PROBLEM DESCRIPTION:
Among the lines below, take the one holding "pub const COURIER_BOLD: Font = Font(5);", the one holding "impl Default for", and all lines between them. Set them down exactly.

EXTRACTED RECORDS:
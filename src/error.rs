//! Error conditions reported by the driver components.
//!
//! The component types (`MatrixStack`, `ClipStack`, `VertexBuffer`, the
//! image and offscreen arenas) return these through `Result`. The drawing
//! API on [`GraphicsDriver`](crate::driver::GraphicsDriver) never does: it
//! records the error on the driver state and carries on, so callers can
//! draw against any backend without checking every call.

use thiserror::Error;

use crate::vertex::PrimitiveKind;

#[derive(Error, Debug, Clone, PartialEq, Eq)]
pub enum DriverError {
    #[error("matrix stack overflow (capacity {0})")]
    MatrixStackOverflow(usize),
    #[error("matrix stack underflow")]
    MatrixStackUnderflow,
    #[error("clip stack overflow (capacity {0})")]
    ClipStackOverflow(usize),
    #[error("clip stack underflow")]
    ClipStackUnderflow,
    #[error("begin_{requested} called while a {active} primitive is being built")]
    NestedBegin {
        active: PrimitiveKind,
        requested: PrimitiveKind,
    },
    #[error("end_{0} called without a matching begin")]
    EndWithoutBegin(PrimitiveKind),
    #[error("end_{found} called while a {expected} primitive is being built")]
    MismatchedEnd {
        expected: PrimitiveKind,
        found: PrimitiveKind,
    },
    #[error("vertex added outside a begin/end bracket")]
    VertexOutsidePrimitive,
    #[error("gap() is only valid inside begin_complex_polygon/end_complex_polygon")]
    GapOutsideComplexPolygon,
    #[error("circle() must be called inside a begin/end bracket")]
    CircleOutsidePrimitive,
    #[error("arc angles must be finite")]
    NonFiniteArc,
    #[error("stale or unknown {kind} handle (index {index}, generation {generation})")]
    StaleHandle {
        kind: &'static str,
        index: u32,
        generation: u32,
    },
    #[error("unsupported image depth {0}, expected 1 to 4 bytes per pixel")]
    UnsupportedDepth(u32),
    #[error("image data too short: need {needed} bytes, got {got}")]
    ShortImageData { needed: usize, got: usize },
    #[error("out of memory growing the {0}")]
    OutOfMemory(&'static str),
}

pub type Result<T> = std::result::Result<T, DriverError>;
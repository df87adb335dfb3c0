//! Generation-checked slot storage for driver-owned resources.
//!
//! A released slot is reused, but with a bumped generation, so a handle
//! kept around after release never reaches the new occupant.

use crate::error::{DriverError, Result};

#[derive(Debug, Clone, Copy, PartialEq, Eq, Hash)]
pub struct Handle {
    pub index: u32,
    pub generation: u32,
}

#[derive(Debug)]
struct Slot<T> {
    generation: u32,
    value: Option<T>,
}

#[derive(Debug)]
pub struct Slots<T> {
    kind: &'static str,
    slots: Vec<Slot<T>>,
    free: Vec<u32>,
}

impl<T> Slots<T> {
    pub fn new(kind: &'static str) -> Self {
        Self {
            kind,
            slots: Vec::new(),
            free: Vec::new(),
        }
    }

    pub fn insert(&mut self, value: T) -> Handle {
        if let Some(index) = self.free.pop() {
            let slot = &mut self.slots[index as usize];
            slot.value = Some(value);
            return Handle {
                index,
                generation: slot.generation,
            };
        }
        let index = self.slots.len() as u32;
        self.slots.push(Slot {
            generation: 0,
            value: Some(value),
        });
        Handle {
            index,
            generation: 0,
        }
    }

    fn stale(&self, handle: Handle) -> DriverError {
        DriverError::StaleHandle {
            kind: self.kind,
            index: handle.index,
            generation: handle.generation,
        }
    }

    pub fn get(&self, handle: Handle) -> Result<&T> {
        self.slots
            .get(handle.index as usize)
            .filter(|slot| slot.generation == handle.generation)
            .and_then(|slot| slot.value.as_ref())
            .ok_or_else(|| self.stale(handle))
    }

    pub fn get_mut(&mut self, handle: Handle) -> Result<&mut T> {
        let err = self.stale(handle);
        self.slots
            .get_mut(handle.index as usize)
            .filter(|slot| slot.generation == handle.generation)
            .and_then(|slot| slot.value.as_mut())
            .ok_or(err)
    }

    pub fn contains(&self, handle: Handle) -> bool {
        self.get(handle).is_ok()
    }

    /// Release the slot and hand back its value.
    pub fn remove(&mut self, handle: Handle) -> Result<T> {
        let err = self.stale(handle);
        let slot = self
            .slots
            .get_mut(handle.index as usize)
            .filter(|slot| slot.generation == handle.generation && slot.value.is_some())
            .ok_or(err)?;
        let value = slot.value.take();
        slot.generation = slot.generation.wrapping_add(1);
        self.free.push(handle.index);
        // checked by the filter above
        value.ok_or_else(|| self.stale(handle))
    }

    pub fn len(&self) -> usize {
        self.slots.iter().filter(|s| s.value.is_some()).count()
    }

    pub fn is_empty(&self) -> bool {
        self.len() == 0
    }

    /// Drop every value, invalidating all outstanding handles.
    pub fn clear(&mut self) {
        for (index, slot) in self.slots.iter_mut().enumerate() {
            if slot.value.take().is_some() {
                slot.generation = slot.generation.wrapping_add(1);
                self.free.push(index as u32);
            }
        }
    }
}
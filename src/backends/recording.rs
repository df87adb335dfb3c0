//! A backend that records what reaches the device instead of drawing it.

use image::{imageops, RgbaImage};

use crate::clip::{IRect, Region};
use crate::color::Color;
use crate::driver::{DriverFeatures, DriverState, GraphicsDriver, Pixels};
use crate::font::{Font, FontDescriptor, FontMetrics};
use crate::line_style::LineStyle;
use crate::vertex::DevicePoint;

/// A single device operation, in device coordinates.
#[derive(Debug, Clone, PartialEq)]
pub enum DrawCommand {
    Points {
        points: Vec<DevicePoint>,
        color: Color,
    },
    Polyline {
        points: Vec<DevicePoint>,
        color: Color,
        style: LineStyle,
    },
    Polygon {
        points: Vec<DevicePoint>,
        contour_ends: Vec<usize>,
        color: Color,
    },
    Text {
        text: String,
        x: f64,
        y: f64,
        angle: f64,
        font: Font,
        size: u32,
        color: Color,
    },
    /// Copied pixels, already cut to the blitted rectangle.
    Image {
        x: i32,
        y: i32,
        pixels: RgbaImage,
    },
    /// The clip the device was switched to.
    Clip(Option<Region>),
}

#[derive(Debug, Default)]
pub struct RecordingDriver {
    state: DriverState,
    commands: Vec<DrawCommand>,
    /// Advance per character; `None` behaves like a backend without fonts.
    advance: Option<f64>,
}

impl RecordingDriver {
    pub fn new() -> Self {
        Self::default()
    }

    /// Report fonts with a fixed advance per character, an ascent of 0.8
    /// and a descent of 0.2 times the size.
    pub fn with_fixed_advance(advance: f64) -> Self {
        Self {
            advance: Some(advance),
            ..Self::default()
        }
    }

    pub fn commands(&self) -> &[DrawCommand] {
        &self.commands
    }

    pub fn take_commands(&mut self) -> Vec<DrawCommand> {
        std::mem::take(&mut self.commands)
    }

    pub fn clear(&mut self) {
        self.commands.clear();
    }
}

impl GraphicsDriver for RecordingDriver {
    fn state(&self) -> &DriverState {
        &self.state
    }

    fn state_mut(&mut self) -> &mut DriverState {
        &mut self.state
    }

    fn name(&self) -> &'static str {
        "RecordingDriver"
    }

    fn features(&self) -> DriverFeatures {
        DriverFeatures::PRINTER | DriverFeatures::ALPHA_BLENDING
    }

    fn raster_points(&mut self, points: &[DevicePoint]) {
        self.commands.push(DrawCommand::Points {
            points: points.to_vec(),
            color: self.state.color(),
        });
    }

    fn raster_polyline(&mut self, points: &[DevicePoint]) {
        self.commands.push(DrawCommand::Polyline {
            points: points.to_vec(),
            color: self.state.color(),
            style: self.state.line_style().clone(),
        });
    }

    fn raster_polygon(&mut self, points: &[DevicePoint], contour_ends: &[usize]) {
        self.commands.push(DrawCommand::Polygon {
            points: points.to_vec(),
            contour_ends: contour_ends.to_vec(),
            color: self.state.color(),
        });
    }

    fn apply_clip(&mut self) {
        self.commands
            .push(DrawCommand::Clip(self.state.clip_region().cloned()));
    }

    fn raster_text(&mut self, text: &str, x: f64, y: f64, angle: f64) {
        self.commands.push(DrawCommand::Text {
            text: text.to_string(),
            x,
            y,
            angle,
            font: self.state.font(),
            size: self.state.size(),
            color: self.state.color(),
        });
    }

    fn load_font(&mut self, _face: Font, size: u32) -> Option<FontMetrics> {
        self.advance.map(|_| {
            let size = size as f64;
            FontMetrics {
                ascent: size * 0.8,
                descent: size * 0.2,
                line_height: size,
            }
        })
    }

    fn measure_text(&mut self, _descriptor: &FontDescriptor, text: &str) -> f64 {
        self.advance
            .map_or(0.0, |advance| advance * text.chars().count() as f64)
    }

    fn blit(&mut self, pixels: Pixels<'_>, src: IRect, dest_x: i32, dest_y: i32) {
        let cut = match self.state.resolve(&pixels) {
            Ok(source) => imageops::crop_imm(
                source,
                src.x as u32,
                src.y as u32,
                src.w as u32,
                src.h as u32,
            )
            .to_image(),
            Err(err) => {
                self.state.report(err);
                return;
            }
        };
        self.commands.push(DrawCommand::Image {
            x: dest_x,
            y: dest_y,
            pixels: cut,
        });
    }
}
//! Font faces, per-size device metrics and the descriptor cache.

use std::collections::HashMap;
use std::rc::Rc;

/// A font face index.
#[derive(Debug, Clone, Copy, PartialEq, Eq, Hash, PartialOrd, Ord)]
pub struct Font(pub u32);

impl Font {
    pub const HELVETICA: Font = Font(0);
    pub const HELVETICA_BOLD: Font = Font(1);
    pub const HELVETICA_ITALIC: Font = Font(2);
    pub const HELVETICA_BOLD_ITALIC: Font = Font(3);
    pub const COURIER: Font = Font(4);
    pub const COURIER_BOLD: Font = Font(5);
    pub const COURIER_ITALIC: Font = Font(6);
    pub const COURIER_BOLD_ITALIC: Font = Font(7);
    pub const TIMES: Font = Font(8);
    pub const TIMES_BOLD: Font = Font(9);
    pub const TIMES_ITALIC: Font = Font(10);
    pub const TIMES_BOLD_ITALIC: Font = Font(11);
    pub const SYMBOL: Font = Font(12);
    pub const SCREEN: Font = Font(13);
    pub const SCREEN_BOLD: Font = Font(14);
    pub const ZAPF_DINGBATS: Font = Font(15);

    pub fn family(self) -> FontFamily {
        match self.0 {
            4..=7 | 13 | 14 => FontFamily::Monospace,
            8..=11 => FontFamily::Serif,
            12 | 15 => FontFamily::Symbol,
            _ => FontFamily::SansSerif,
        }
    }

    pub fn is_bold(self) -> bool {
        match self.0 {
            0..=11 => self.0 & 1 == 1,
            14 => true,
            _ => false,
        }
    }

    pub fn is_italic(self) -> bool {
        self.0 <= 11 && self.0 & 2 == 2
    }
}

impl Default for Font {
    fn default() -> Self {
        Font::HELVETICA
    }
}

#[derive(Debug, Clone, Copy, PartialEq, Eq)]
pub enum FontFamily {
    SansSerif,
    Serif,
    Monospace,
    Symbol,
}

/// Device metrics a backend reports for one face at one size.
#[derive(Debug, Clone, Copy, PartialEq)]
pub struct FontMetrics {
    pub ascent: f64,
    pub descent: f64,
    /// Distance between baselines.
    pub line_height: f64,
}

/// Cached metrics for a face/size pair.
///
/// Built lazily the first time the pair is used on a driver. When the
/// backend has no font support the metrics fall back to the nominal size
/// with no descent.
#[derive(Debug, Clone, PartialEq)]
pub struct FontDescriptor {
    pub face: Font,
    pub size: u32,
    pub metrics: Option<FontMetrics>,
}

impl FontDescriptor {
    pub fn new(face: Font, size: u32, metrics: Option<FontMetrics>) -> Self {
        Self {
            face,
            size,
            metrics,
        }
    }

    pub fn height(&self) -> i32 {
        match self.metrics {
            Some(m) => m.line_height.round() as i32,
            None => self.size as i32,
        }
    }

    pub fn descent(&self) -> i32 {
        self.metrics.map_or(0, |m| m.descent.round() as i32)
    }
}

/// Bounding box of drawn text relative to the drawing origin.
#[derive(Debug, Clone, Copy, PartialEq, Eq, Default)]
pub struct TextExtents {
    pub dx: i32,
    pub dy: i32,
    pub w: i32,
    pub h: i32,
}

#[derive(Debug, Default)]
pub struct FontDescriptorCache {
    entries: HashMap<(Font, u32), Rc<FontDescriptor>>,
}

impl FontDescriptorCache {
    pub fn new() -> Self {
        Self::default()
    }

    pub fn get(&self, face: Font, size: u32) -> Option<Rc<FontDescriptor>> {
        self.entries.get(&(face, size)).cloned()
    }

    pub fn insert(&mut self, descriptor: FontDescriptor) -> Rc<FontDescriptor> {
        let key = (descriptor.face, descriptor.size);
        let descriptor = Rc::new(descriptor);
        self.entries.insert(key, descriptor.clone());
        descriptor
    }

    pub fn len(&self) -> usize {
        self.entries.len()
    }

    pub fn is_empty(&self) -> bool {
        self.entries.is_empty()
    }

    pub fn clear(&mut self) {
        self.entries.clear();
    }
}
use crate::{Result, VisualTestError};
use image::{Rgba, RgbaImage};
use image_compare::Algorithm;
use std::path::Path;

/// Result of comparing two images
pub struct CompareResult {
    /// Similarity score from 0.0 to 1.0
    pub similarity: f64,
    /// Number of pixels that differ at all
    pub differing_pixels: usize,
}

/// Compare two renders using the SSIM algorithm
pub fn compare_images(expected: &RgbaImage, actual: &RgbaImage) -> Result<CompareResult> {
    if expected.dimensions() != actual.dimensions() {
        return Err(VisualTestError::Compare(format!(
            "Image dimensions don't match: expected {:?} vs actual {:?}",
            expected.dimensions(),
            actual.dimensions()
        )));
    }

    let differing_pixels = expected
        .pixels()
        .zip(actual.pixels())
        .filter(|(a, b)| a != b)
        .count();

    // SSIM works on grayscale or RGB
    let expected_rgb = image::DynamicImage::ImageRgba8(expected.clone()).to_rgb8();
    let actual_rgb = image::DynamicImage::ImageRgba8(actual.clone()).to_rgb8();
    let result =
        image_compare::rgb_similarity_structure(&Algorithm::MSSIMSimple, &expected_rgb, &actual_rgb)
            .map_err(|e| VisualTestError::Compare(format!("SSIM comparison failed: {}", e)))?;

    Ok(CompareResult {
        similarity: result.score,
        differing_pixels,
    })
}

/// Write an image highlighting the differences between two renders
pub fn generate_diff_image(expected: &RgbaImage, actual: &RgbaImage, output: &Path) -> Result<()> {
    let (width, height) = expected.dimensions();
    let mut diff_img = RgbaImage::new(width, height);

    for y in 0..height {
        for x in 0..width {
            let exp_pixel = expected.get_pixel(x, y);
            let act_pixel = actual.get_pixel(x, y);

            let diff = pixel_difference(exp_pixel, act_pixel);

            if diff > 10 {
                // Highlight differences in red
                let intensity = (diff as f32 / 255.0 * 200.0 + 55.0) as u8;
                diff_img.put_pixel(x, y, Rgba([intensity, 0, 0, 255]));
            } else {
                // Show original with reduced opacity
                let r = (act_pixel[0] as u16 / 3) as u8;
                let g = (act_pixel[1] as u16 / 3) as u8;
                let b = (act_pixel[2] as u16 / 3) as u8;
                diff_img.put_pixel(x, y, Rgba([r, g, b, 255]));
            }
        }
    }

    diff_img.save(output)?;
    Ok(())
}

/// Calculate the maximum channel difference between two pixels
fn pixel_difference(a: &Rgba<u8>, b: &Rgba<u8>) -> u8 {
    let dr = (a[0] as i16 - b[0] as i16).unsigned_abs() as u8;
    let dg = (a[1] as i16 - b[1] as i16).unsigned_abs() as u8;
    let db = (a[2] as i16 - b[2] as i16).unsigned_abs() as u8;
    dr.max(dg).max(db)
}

YOUR SOLUTION:
    pub const COURIER_BOLD: Font = Font(5);
    pub const COURIER_ITALIC: Font = Font(6);
    pub const COURIER_BOLD_ITALIC: Font = Font(7);
    pub const TIMES: Font = Font(8);
    pub const TIMES_BOLD: Font = Font(9);
    pub const TIMES_ITALIC: Font = Font(10);
    pub const TIMES_BOLD_ITALIC: Font = Font(11);
    pub const SYMBOL: Font = Font(12);
    pub const SCREEN: Font = Font(13);
    pub const SCREEN_BOLD: Font = Font(14);
    pub const ZAPF_DINGBATS: Font = Font(15);

    pub fn family(self) -> FontFamily {
        match self.0 {
            4..=7 | 13 | 14 => FontFamily::Monospace,
            8..=11 => FontFamily::Serif,
            12 | 15 => FontFamily::Symbol,
            _ => FontFamily::SansSerif,
        }
    }

    pub fn is_bold(self) -> bool {
        match self.0 {
            0..=11 => self.0 & 1 == 1,
            14 => true,
            _ => false,
        }
    }

    pub fn is_italic(self) -> bool {
        self.0 <= 11 && self.0 & 2 == 2
    }
}

impl Default for Font {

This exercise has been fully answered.